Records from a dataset
================================
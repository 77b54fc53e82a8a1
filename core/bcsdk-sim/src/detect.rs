use bcsdk_core::{
    classify, environment_info, inject_hybrid_meta, DeviceSignals, Document, NativeBridges,
};
use serde_json::json;
use tracing::warn;

use crate::{emit, SimError};

pub fn run(
    user_agent: String,
    vendor: String,
    platform: String,
    max_touch_points: u32,
    bridge_names: &[String],
) -> Result<(), SimError> {
    let (bridges, unknown) = NativeBridges::from_names(bridge_names.iter().map(String::as_str));
    for name in unknown {
        warn!(bridge = %name, "Unknown native bridge ignored");
    }

    let signals = DeviceSignals {
        user_agent,
        vendor,
        platform,
        max_touch_points,
        ms_stream: false,
        bridges,
    };
    let document = Document::new();
    let is_hybrid = inject_hybrid_meta(&document, &signals);

    emit(&json!({
        "deviceClass": classify(&signals),
        "isHybrid": is_hybrid,
        "environment": environment_info(&signals),
    }))
}
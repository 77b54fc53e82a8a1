//! Inbound window messages from the SDK.

use std::cell::RefCell;

use bcsdk_protocol::{parse_inbound, InboundMessage};
use serde_json::Value;
use tracing::{debug, info};

use super::HybridAdapter;

pub trait InboundListener {
    fn on_message(&self, message: &InboundMessage);
}

/// Parses one posted message and hands it to every listener.
///
/// Returns how many listeners saw it: zero for foreign or malformed messages.
pub fn dispatch_inbound(value: Value, listeners: &[&dyn InboundListener]) -> usize {
    match parse_inbound(value) {
        Ok(Some(message)) => {
            for listener in listeners {
                listener.on_message(&message);
            }
            listeners.len()
        }
        Ok(None) => 0,
        Err(err) => {
            debug!(code = %err.code, error = %err.message, "Ignoring window message");
            0
        }
    }
}

/// Session values waiting for the SDK to report it is running.
#[derive(Debug, Clone, PartialEq, Eq)]
pub struct PendingSession {
    pub csid: String,
    pub context: String,
    pub brand: Option<String>,
}

/// Applies a [`PendingSession`] on the first `starting`/`started` state change,
/// then stops listening.
pub struct StateChangeListener {
    adapter: HybridAdapter,
    pending: RefCell<Option<PendingSession>>,
}

impl StateChangeListener {
    pub fn new(adapter: HybridAdapter, pending: PendingSession) -> Self {
        StateChangeListener {
            adapter,
            pending: RefCell::new(Some(pending)),
        }
    }

    pub fn is_attached(&self) -> bool {
        self.pending.borrow().is_some()
    }
}

impl InboundListener for StateChangeListener {
    fn on_message(&self, message: &InboundMessage) {
        let InboundMessage::StateChanged { event } = message else {
            return;
        };
        if !event.is_ready() {
            debug!(state = %event.state, "SDK not ready yet");
            return;
        }

        let pending = self.pending.borrow_mut().take();
        let Some(pending) = pending else {
            return;
        };

        info!(state = %event.state, csid = %pending.csid, "SDK ready, applying session");
        let outcomes =
            self.adapter
                .first_initial(&pending.csid, pending.brand.as_deref(), &pending.context);
        if !outcomes.iter().all(|outcome| outcome.is_delivered()) {
            debug!(csid = %pending.csid, "Session not fully applied after SDK start");
        }
    }
}

#[cfg(test)]
mod tests {
    use super::*;
    use crate::sdk::{RecordingBcClient, SdkCall, SdkGlobals};
    use serde_json::json;
    use std::rc::Rc;

    fn listener() -> (StateChangeListener, RecordingBcClient) {
        let globals = SdkGlobals::new();
        let client = RecordingBcClient::new();
        globals.install_bc_client(Rc::new(client.clone()));
        let listener = StateChangeListener::new(
            HybridAdapter::new(globals),
            PendingSession {
                csid: "SHELL_CSID_12".to_string(),
                context: "Account-Dashboard".to_string(),
                brand: None,
            },
        );
        (listener, client)
    }

    #[test]
    fn test_applies_once_on_ready_state() {
        let (listener, client) = listener();

        let seen = dispatch_inbound(
            json!({"type": "cdStateChangedEvent", "event": {"state": "loading"}}),
            &[&listener],
        );
        assert_eq!(seen, 1);
        assert!(listener.is_attached());
        assert!(client.calls().is_empty());

        dispatch_inbound(
            json!({"type": "cdStateChangedEvent", "event": {"state": "started"}}),
            &[&listener],
        );
        dispatch_inbound(
            json!({"type": "cdStateChangedEvent", "event": {"state": "started"}}),
            &[&listener],
        );

        assert!(!listener.is_attached());
        assert_eq!(
            client.calls(),
            vec![
                SdkCall::SetCustomerSessionId("SHELL_CSID_12".to_string()),
                SdkCall::ChangeContext("Account-Dashboard".to_string()),
            ]
        );
    }

    #[test]
    fn test_foreign_and_malformed_messages_reach_no_listener() {
        let (listener, _client) = listener();
        assert_eq!(dispatch_inbound(json!({"type": "webpackOk"}), &[&listener]), 0);
        assert_eq!(dispatch_inbound(json!({"data": 1}), &[&listener]), 0);
        assert_eq!(
            dispatch_inbound(json!({"type": "cdHeartbeat"}), &[&listener]),
            0
        );
        assert!(listener.is_attached());
    }
}
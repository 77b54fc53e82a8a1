//! `bootstrap`: CSID polling in a hybrid page with a scripted native shell.

use std::rc::Rc;
use std::time::Duration;

use bcsdk_core::sdk::{install_sdk_globals, RecordingBcClient, RecordingSink};
use bcsdk_core::{
    BridgeConfig, CsidBootstrap, Document, EventLoop, HybridAdapter, SdkGlobals, IS_HYBRID_META,
};
use serde_json::json;
use tracing::info;

use crate::{emit, SimError};

pub fn run(
    config: &BridgeConfig,
    inject_after_ms: Option<u64>,
    csid: &str,
    realtime: bool,
) -> Result<(), SimError> {
    let document = Document::new();
    document.set_meta(IS_HYBRID_META, "true");
    let globals = SdkGlobals::new();
    install_sdk_globals(
        &document,
        &globals,
        &config.client,
        Rc::new(RecordingSink::new()),
    );
    let client = RecordingBcClient::new();
    globals.install_bc_client(Rc::new(client.clone()));

    let event_loop = EventLoop::new();
    if let Some(delay) = inject_after_ms {
        let shell_view = document.clone();
        let meta_name = config.csid.meta_name.clone();
        let value = csid.to_string();
        event_loop.set_timeout(Duration::from_millis(delay), move || {
            shell_view.set_meta(&meta_name, &value);
            info!(meta = %meta_name, "Shell injected CSID");
        });
    }

    let handle = CsidBootstrap::start(
        &config.csid,
        &config.client,
        document,
        HybridAdapter::new(globals),
        event_loop.clone(),
    );

    let window = config.csid.deadline() + config.csid.poll_interval();
    if realtime {
        event_loop.run_for(window);
    } else {
        event_loop.advance(window);
    }

    emit(&json!({
        "state": handle.state(),
        "csid": handle.acquired_csid(),
        "polls": handle.poll_count(),
    }))?;
    for call in client.calls() {
        emit(&json!({ "call": call }))?;
    }
    Ok(())
}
================================
Description of the task -
Within these records, how many lines include the word "BridgeConfig"? The reply should be that number alone.

Task result -
2